France and backyard chickens were the start of Bonnie Klohn’s journey with food — and they led her to a job dedicated to the issue.
She’s the food policy lead at the Kamloops Food Policy Council, where she has worked to develop food programs and increase food accessibility in the area since 2017. The organization, the longest-standing independent food policy council in the country, has been active since the late 1990s and has delivered a variety of programs and services in the community ever since.
Klohn spoke to Canada’s National Observer about why the council wants to make food accessible to everyone, and how they’re making it happen.
An assessment was done in September of food systems in Kamloops, and you’re using the information from it to guide decisions at the food council. What did you learn?
We identified seven values and one overarching vision, which is to have a sovereign and just food system. For each value, we’re developing an image of what it would look like to put it into action. Each value was rated by where it was in terms of development, (and) we used a plant metaphor. Values were either seed, sprout, plant, flower or fruit. Values at the seed level need a lot of work to reach their full potential, while those at the fruit stage are stronger. I like to keep in mind that things at that lower end of the spectrum have great potential — the potential to grow lies in a seed.
What are the two values at that seed stage?
So the revitalization of the food commons is one ... moving into a sharing economy, which means not treating food as a commodity but as something that is owned and shared by the greater community. The food policy council does put a lot of work into that already, but our food system is still set up to treat food as a private good. Indigenous food sovereignty was the other one that was put at that seed stage, decolonizing relations and the restoration of ecological food systems. Again, there’s a lot of work in that area being done by really amazing people, but there’s obviously still so much colonialism and institutionalized racism. We can’t honestly say that we’re very close to having actual sovereignty over decisions like fish farming, for example.
Both of those are where we’re putting most of our work and energy towards right now.

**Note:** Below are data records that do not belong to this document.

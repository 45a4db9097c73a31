use indexmap::IndexMap;
use ordered_float::OrderedFloat;
use rand::rngs::StdRng;
use rand::{Rng, SeedableRng};
use serde::{Deserialize, Serialize};
use std::cmp::Reverse;

use crate::error::LayoutError;
use crate::measurement::{EstimatedTextMeasurer, TextMeasurementConfig, TextMeasurer};
use crate::rtree::{BoxInstance, PlacedBoxTree};
use crate::spiral::ArchimedeanSpiral;

#[derive(Debug, Clone, PartialEq, Serialize, Deserialize)]
#[serde(default)]
pub struct WordLayoutConfig {
    pub width: f32,
    pub height: f32,
    /// Weight (font size) per occurrence
    pub weight_multiplier: f32,
    /// Minimum gap kept between placed boxes
    pub padding: f32,
    pub max_spiral_steps: usize,
    pub char_width_ratio: f32,
    /// Fixed seed for rotation and spiral direction draws. `None` seeds from entropy.
    pub seed: Option<u64>,
}

impl WordLayoutConfig {
    /// Random source for rotation and spiral direction draws
    pub fn rng(&self) -> StdRng {
        match self.seed {
            Some(seed) => StdRng::seed_from_u64(seed),
            None => StdRng::from_entropy(),
        }
    }
}

impl Default for WordLayoutConfig {
    fn default() -> Self {
        Self {
            width: 500.0,
            height: 300.0,
            weight_multiplier: 10.0,
            padding: 5.0,
            max_spiral_steps: 10_000,
            char_width_ratio: 0.6,
            seed: None,
        }
    }
}

/// A word placed on the layout canvas.
///
/// `x` and `y` are the centre of the word's box in canvas coordinates, with the
/// origin at the top-left corner. `width` and `height` already account for the
/// rotation.
#[derive(Debug, Clone, PartialEq, Serialize)]
pub struct PlacedWord {
    pub text: String,
    pub weight: f32,
    pub x: f32,
    pub y: f32,
    pub rotation_degrees: f32,
    pub width: f32,
    pub height: f32,
}

impl PlacedWord {
    /// `[x0, y0, x1, y1]` of the word's box
    pub fn bounds(&self) -> [f32; 4] {
        box_bounds(self.x, self.y, self.width, self.height)
    }
}

#[derive(Debug, Clone, Default, PartialEq, Serialize)]
pub struct WordLayout {
    pub words: Vec<PlacedWord>,
    /// Words that found no free slot, in placement order
    pub dropped: Vec<String>,
}

fn box_bounds(cx: f32, cy: f32, width: f32, height: f32) -> [f32; 4] {
    [
        cx - width / 2.0,
        cy - height / 2.0,
        cx + width / 2.0,
        cy + height / 2.0,
    ]
}

/// Places words by probing an outward spiral from the canvas centre.
pub struct WordLayoutEngine {
    config: WordLayoutConfig,
    measurer: Box<dyn TextMeasurer>,
}

impl WordLayoutEngine {
    pub fn try_new(config: WordLayoutConfig) -> Result<Self, LayoutError> {
        let measurer = EstimatedTextMeasurer {
            char_width_ratio: config.char_width_ratio,
        };
        Self::try_new_with_measurer(config, Box::new(measurer))
    }

    pub fn try_new_with_measurer(
        config: WordLayoutConfig,
        measurer: Box<dyn TextMeasurer>,
    ) -> Result<Self, LayoutError> {
        let valid = |v: f32| v.is_finite() && v > 0.0;
        if !valid(config.width) || !valid(config.height) {
            return Err(LayoutError::InvalidCanvas {
                width: config.width,
                height: config.height,
            });
        }
        Ok(Self { config, measurer })
    }

    pub fn config(&self) -> &WordLayoutConfig {
        &self.config
    }

    /// Lays out `frequencies` with the configured seed, or an entropy seed when unset
    pub fn layout<'a>(&self, frequencies: impl IntoIterator<Item = (&'a str, usize)>) -> WordLayout {
        self.layout_with_rng(frequencies, &mut self.config.rng())
    }

    /// Lays out `frequencies` drawing rotations and spiral directions from `rng`.
    ///
    /// Repeated keys are merged. Keys with a zero count or empty text are never
    /// placed. Words are placed in order of descending weight, ties broken by text.
    #[tracing::instrument(skip_all)]
    pub fn layout_with_rng<'a, R: Rng>(
        &self,
        frequencies: impl IntoIterator<Item = (&'a str, usize)>,
        rng: &mut R,
    ) -> WordLayout {
        let mut merged: IndexMap<&str, usize> = IndexMap::new();
        for (text, count) in frequencies {
            *merged.entry(text).or_default() += count;
        }

        let mut candidates: Vec<(&str, f32)> = merged
            .into_iter()
            .filter(|(text, count)| *count > 0 && !text.is_empty())
            .map(|(text, count)| (text, count as f32 * self.config.weight_multiplier))
            .collect();
        candidates.sort_by(|a, b| {
            Reverse(OrderedFloat(a.1))
                .cmp(&Reverse(OrderedFloat(b.1)))
                .then_with(|| a.0.cmp(b.0))
        });

        let mut tree = PlacedBoxTree::new();
        let mut result = WordLayout::default();
        for (text, weight) in candidates {
            match self.place(text, weight, &tree, rng) {
                Some(word) => {
                    tree.insert(BoxInstance::new(word.bounds()));
                    result.words.push(word);
                }
                None => result.dropped.push(text.to_string()),
            }
        }

        if !result.dropped.is_empty() {
            tracing::debug!(
                placed = result.words.len(),
                dropped = result.dropped.len(),
                "word layout overflow"
            );
        }
        result
    }

    fn place<R: Rng>(
        &self,
        text: &str,
        weight: f32,
        tree: &PlacedBoxTree,
        rng: &mut R,
    ) -> Option<PlacedWord> {
        let WordLayoutConfig {
            width: canvas_width,
            height: canvas_height,
            padding,
            ..
        } = self.config;

        let quarter_turn = rng.gen_bool(0.5);
        let clockwise = rng.gen_bool(0.5);

        let bounds = self
            .measurer
            .measure_text_bounds(&TextMeasurementConfig {
                text,
                font_size: weight,
            })
            .rotated(quarter_turn);
        if bounds.width > canvas_width || bounds.height > canvas_height {
            return None;
        }

        let center = [canvas_width / 2.0, canvas_height / 2.0];
        let max_delta = canvas_width.hypot(canvas_height);
        let spiral = ArchimedeanSpiral::new(canvas_width, canvas_height, clockwise);

        for [dx, dy] in spiral.take(self.config.max_spiral_steps) {
            if dx.abs().min(dy.abs()) >= max_delta {
                break;
            }
            let (x, y) = (center[0] + dx, center[1] + dy);
            let [x0, y0, x1, y1] = box_bounds(x, y, bounds.width, bounds.height);
            if x0 < 0.0 || y0 < 0.0 || x1 > canvas_width || y1 > canvas_height {
                continue;
            }
            if tree.intersects_any(&[x0 - padding, y0 - padding, x1 + padding, y1 + padding]) {
                continue;
            }
            return Some(PlacedWord {
                text: text.to_string(),
                weight,
                x,
                y,
                rotation_degrees: if quarter_turn { 90.0 } else { 0.0 },
                width: bounds.width,
                height: bounds.height,
            });
        }
        None
    }
}

/// Lays out word frequencies on a `canvas_width` x `canvas_height` canvas with
/// default settings and an entropy-seeded random source.
pub fn layout<'a>(
    frequencies: impl IntoIterator<Item = (&'a str, usize)>,
    canvas_width: f32,
    canvas_height: f32,
) -> Result<WordLayout, LayoutError> {
    let engine = WordLayoutEngine::try_new(WordLayoutConfig {
        width: canvas_width,
        height: canvas_height,
        ..Default::default()
    })?;
    Ok(engine.layout(frequencies))
}

#[cfg(test)]
mod tests {
    use super::*;
    use float_cmp::assert_approx_eq;

    fn seeded(seed: u64) -> WordLayoutEngine {
        WordLayoutEngine::try_new(WordLayoutConfig {
            seed: Some(seed),
            ..Default::default()
        })
        .unwrap()
    }

    #[test]
    fn test_seeded_config_rng_repeats() {
        let config = WordLayoutConfig {
            seed: Some(99),
            ..Default::default()
        };
        let (mut first, mut second) = (config.rng(), config.rng());
        for _ in 0..16 {
            assert_eq!(first.gen::<u64>(), second.gen::<u64>());
        }
    }

    #[test]
    fn test_largest_word_at_centre() {
        let layout = seeded(7).layout([("Napa", 1), ("Butte", 3)]);
        let first = &layout.words[0];
        assert_eq!(first.text, "Butte");
        assert_approx_eq!(f32, first.weight, 30.0);
        assert_approx_eq!(f32, first.x, 250.0);
        assert_approx_eq!(f32, first.y, 150.0);
        assert!(first.rotation_degrees == 0.0 || first.rotation_degrees == 90.0);
    }

    #[test]
    fn test_same_seed_same_layout() {
        let frequencies = [("Butte", 4), ("Napa", 2), ("Shasta", 2), ("Lake", 1)];
        assert_eq!(seeded(42).layout(frequencies), seeded(42).layout(frequencies));
    }

    #[test]
    fn test_zero_counts_and_empty_keys_skipped() {
        let layout = seeded(1).layout([("Butte", 0), ("", 3), ("Napa", 1)]);
        let texts: Vec<_> = layout.words.iter().map(|w| w.text.as_str()).collect();
        assert_eq!(texts, vec!["Napa"]);
        assert!(layout.dropped.is_empty());
    }

    #[test]
    fn test_repeated_keys_merge() {
        let layout = seeded(3).layout([("Napa", 1), ("Napa", 2)]);
        assert_eq!(layout.words.len(), 1);
        assert_approx_eq!(f32, layout.words[0].weight, 30.0);
    }

    #[test]
    fn test_oversized_word_dropped() {
        let layout = seeded(5).layout([("Los Angeles", 100)]);
        assert!(layout.words.is_empty());
        assert_eq!(layout.dropped, vec!["Los Angeles".to_string()]);
    }

    #[test]
    fn test_invalid_canvas() {
        let err = WordLayoutEngine::try_new(WordLayoutConfig {
            width: 0.0,
            ..Default::default()
        })
        .err();
        assert_eq!(
            err,
            Some(LayoutError::InvalidCanvas {
                width: 0.0,
                height: 300.0
            })
        );
        assert!(layout([("Napa", 1)], f32::NAN, 10.0).is_err());
    }

    #[test]
    fn test_free_layout_fn() {
        let layout = layout([("Napa", 1), ("Butte", 2)], 400.0, 400.0).unwrap();
        assert_eq!(layout.words.len(), 2);
    }
}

You have a program that focuses on gleaning, which is an old idea where people go and collect free leftover produce from commercially harvested fields and orchards. How does that work?
So the gleaning program is where a fruit tree owner who has excess fruit calls us, and we send volunteers to go harvest it. The fruit is then split between the volunteers, the farm owners and meal programs. It helps reduce waste, not only because farms can’t actually use all the fruit. But it also helps to cut back on urban wildlife interactions; bears sometimes come into the city and eat the fruit. It goes back to the idea of revitalizing the food commons — making privately held property available and making that food available to the community. We have over 300 active volunteers and people love it — they love getting the free food and the farm owners love it because it helps them, too. It’s a really great way of redistributing food in our community.
What is another example of how you’ve been able to increase food security in Kamloops?
"With COVID, there was so much uncertainty about our food system as a whole. It became so urgent to look at our whole community food system," says Bonnie Klohn of the Kamloops Food Policy Council. #foodsecurity
With COVID, there was so much uncertainty about our food system as a whole. It became so urgent to look at our whole community food system, and for us, we knew it meant we needed to get some land for communal farming. We took over an empty lot that had been farmed and created Butler Urban Farm, which is a “common farm.” You can’t steal from it, because the food is already yours. There are harvest times that we ask volunteers to show up at, but people can come whenever and pick food. It shows us how self-sufficient we can be and that we can really take advantage of that abundance. It creates such a different atmosphere than a garden where people have their specific plots and there’s a locked fence and all that.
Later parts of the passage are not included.